By Larry Hodges, USATT Hall of Famer and Certified National Coach
A great way to improve the sharpness and steadiness of your shots is to shadow practice them. This means practicing your shots without the ball. One of the best things that ever happened to me when I was a beginner was when I was told to shadow practice my forehand and backhand drives and loops, and side-to-side footwork, one hundred times a day. This was a primary reason why I went from beginner at age 16 to 1900+ in about two years.
For Beginning Players: focus on the basics. You want to develop smooth, repeatable shots and footwork. You might want to have a coach work with you first, so you aren’t practicing bad habits. Once you know what to do, do perhaps fifty to a hundred forehand and backhand drives, and fifty to a hundred forehand and backhand loops. Then go side to side fifty to a hundred times, stroking each time (either all forehand, or alternate forehand and backhand).
One key thing: remember that strokes have three parts: backswing, forward swing, and back to ready position. Many players tend to just go back and forth (going directly from forward swing to backswing), which you never do in a game. The stroke should go through a triangular motion (dropping down to ready position), not just a back and forth motion.
For Intermediate Players: Focus on improving the speed, crispness and power of the shots and footwork. Think about the type of specific movements you do in a game, and mimic them. For example, if you want to develop a powerful forehand loop that you can use from all parts of the table, then shadow practice powerful forehand loops, from both the wide forehand and wide backhand, as well as from the middle, and practice moving from one spot to another. (Note–intermediate players should also use some of the techniques explained for advanced players.)
For Advanced Players: At this point, your shots are consistent and powerful. You should continue to do the shadow practice as explained for intermediate players. However, now you should add randomness. As you shadow practice, imagine you are playing a real match. Imagine a specific opponent, and play out the rallies–except now you are playing at whatever level you hope to attain. Want to be a world-class player? Then shadow practice rallies as if you are world-class! Instead of alternating forehand loops from side to side, add randomness – imagine your opponent spraying the ball all over the court. For example, after looping a forehand from the backhand court, your “opponent” might put one to the wide forehand, which you then cover; or he might block one right back to your backhand again, which you’ve vacated after the previous shot to get back into position, and so you either step around again for the forehand, or play a backhand attack shot.

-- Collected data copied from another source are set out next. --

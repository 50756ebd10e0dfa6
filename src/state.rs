// Observable fetch state.
// The coordinator owns the watch sender; consumers subscribe to receivers.

use std::sync::Arc;

use tokio::sync::watch;

use crate::error::SwrError;

/// Live result of a keyed fetch: last value, last failure, in-flight flag.
#[derive(Debug, Clone)]
pub struct FetchState<T> {
    /// Last known value. `None` until the first successful fetch or cache hit.
    pub data: Option<T>,
    /// Last fetch failure, or `None` if the most recent attempt succeeded.
    pub error: Option<Arc<SwrError>>,
    /// True strictly while a fetch is in flight.
    pub is_loading: bool,
}

impl<T> Default for FetchState<T> {
    fn default() -> Self {
        Self {
            data: None,
            error: None,
            is_loading: false,
        }
    }
}

/// Watch-backed cell holding a [`FetchState`]. Every mutation notifies
/// subscribers; only the coordinator holds the sender side.
pub(crate) struct StateCell<T> {
    tx: watch::Sender<FetchState<T>>,
}

impl<T> StateCell<T> {
    pub fn new() -> Self {
        let (tx, _rx) = watch::channel(FetchState::default());
        Self { tx }
    }

    pub fn subscribe(&self) -> watch::Receiver<FetchState<T>> {
        self.tx.subscribe()
    }

    pub fn set_loading(&self, is_loading: bool) {
        self.tx.send_modify(|state| state.is_loading = is_loading);
    }

    /// Replace `data` only. Used on cache hits, which leave `error` and
    /// `is_loading` untouched.
    pub fn set_data(&self, data: T) {
        self.tx.send_modify(|state| state.data = Some(data));
    }

    /// Record a successful fetch: new data, error cleared.
    pub fn set_success(&self, data: T) {
        self.tx.send_modify(|state| {
            state.data = Some(data);
            state.error = None;
        });
    }

    /// Record a failed fetch: error set, data left untouched.
    pub fn set_error(&self, error: SwrError) {
        self.tx.send_modify(|state| state.error = Some(Arc::new(error)));
    }
}

impl<T: Clone> StateCell<T> {
    pub fn snapshot(&self) -> FetchState<T> {
        self.tx.borrow().clone()
    }
}

#[cfg(test)]
mod tests {
    use super::*;

    #[tokio::test]
    async fn test_mutations_notify_subscribers() {
        let cell: StateCell<i32> = StateCell::new();
        let mut rx = cell.subscribe();

        cell.set_loading(true);
        rx.changed().await.unwrap();
        assert!(rx.borrow().is_loading);

        cell.set_success(7);
        rx.changed().await.unwrap();
        {
            let state = rx.borrow();
            assert_eq!(state.data, Some(7));
            assert!(state.error.is_none());
        }

        cell.set_loading(false);
        rx.changed().await.unwrap();
        assert!(!rx.borrow().is_loading);
    }

    #[tokio::test]
    async fn test_error_leaves_data_in_place() {
        let cell: StateCell<i32> = StateCell::new();
        cell.set_success(7);
        cell.set_error(SwrError::Fetch("boom".into()));

        let state = cell.snapshot();
        assert_eq!(state.data, Some(7));
        assert!(matches!(
            state.error.as_deref(),
            Some(SwrError::Fetch(msg)) if msg == "boom"
        ));
    }

    #[tokio::test]
    async fn test_success_clears_error() {
        let cell: StateCell<i32> = StateCell::new();
        cell.set_error(SwrError::Fetch("boom".into()));
        cell.set_success(1);

        let state = cell.snapshot();
        assert_eq!(state.data, Some(1));
        assert!(state.error.is_none());
    }

    #[tokio::test]
    async fn test_cache_hit_keeps_stale_error() {
        let cell: StateCell<i32> = StateCell::new();
        cell.set_error(SwrError::Fetch("boom".into()));
        cell.set_data(42);

        let state = cell.snapshot();
        assert_eq!(state.data, Some(42));
        assert!(state.error.is_some());
    }
}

You can also practice receive techniques – imagine an opponent’s serve, read it, and return it. You might step in, drop a ball short or flip it, then step back and attack the next ball. Or you might shadow practice looping the deep serves. Think of what happens in a real match, and play out those points.
For All Players: You can practice everything this way, except for the actual timing of hitting the ball – and you can do that later at the table, with much faster, stronger and crisper shots because of the shadow practicing. And the nice thing is you can shadow practice anywhere – at work, at home, on the subway. (Okay, that last might get you strange looks–but I’ve done it before!)